Já o acesso fácil à pornografia, diz Spritzer, “acaba influenciando o jeito como as pessoas se relacionam afetivamente, tendo relacionamentos mais superficiais e estereotipados, baseados na repetição de modelos”. Mas o psiquiatra assinala também que o problema não está só na internet e é potencializado em um país como o Brasil, com deficiências no ensino, na proteção social e na segurança pública. “Não dá para sugerir que alguém saia da rede social e vá brincar na rua. Quem pode brincar na rua hoje em dia?”, lamenta.
HORIZONTALIDADE E PODER
Se os alertas contra efeitos nefastos das tecnologias às vezes soam apocalípticos, a descrição de seus potenciais tem um toque utópico. Segundo o administrador Gabriel Aleixo, do Instituto de Tecnologia & Sociedade do Rio de Janeiro (ITS-Rio), o universo da cultura digital envolve um variado movimento de horizontalização das estruturas de ação e comando. Mas, diante desse empuxo emancipatório, ergue-se a contra-tendência da captura por governos (como no caso da espionagem exposta por Edward Snowden) e corporações, como as que formam o acróstico G.A.F.A.: Google, Apple, Facebook, Amazon. Otimista, Aleixo crava: a horizontalidade vencerá, ainda que tarde.

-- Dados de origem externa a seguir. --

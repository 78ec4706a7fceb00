pub mod modlog;
pub mod welcome;

use std::{
    future::Future,
    pin::Pin,
    sync::{Arc, atomic::Ordering}
};

use tracing::{debug, info};
use twilight_gateway::Event;
use twilight_model::gateway::payload::incoming::{BanAdd, MemberAdd};

use crate::{commands, context::Ctx};

pub type EventFuture = Pin<Box<dyn Future<Output = ()> + Send>>;

pub struct EventHandler<P> {
    pub name: &'static str,
    pub run: fn(Arc<Ctx>, P) -> EventFuture
}

/// Explicit dispatch table: every gateway event the bot consumes, with an
/// ordered handler list per event. Populated once at startup.
pub struct EventRegistry {
    pub ban_add: Vec<EventHandler<BanAdd>>,
    pub member_add: Vec<EventHandler<MemberAdd>>
}

impl EventRegistry {
    pub fn new() -> Self {
        Self {
            ban_add: vec![EventHandler {
                name: "modlog",
                run: modlog::on_ban_add
            }],
            member_add: vec![EventHandler {
                name: "welcome",
                run: welcome::on_member_add
            }]
        }
    }

    pub fn len(&self) -> usize {
        self.ban_add.len() + self.member_add.len()
    }
}

impl Default for EventRegistry {
    fn default() -> Self {
        Self::new()
    }
}

/// Single dispatcher for gateway events: command invocations go to the
/// command registry, everything else is looked up in the event table and
/// run in registration order.
pub async fn dispatch(ctx: Arc<Ctx>, event: Event) {
    match event {
        Event::Ready(ready) => {
            info!(user = %ready.user.name, "ready and online");
        }
        Event::InteractionCreate(interaction) => {
            commands::handle(ctx, interaction.0).await;
        }
        Event::GuildCreate(_) => {
            ctx.guilds.fetch_add(1, Ordering::Relaxed);
        }
        Event::GuildDelete(_) => {
            let _ = ctx.guilds.fetch_update(
                Ordering::Relaxed,
                Ordering::Relaxed,
                |count| Some(count.saturating_sub(1))
            );
        }
        Event::BanAdd(ban) => {
            for handler in &ctx.events.ban_add {
                debug!(handler = handler.name, "dispatching ban event");
                (handler.run)(ctx.clone(), ban.clone()).await;
            }
        }
        Event::MemberAdd(member) => {
            for handler in &ctx.events.member_add {
                debug!(handler = handler.name, "dispatching join event");
                (handler.run)(ctx.clone(), (*member).clone()).await;
            }
        }
        _ => {}
    }
}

Aleixo é pesquisador da bitcoin, a mais conhecida das criptomoedas [1], cuja pedra de toque é a automatização do processo de criação monetária, tornando-a independente tanto dos governos quanto do sistema financeiro. Essa característica anti-establishment atrai usuários heterogêneos: dos chamados anarcocapitalistas até a esquerda radical.

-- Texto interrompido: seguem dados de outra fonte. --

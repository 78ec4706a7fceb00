use std::sync::Arc;

use tracing::debug;
use twilight_model::gateway::payload::incoming::MemberAdd;
use warden_core::env;

use super::EventFuture;
use crate::context::Ctx;

/// Greets joining members in the guild's welcome channel, when a channel
/// with the configured name exists. Silent no-op otherwise.
pub fn on_member_add(ctx: Arc<Ctx>, event: MemberAdd) -> EventFuture {
    Box::pin(async move {
        let channels = match ctx.http.guild_channels(event.guild_id).await {
            Ok(response) => match response.models().await {
                Ok(channels) => channels,
                Err(err) => {
                    debug!(error = %err, "failed to read guild channels");
                    return;
                }
            },
            Err(err) => {
                debug!(error = %err, "failed to list guild channels");
                return;
            }
        };

        let Some(channel) = channels.iter().find(|channel| {
            channel.name.as_deref() == Some(env().welcome_channel.as_str())
        }) else {
            return;
        };

        let greeting = format!(
            "Welcome <@{}>, Hope you enjoy your stay here.",
            event.member.user.id.get()
        );

        if let Err(err) =
            ctx.http.create_message(channel.id).content(&greeting).await
        {
            debug!(error = %err, "welcome message dropped");
        }
    })
}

[1] Criptomoedas são unidades de código que, verificadas por toda a rede para evitar duplo pagamento e transacionadas por softwares específicos, servem como meios de pagamento entre internautas quase anônimos
“Essas pessoas concordam que tem algo errado. O poder de emissão do dinheiro está muito concentrado”, diz Aleixo. “O design dessas tecnologias dificulta o controle central. Elas são distribuídas. Mas a disputa entre o potencial emancipatório e o esforço de controle das forças hegemônicas é constante. É um grande pêndulo.”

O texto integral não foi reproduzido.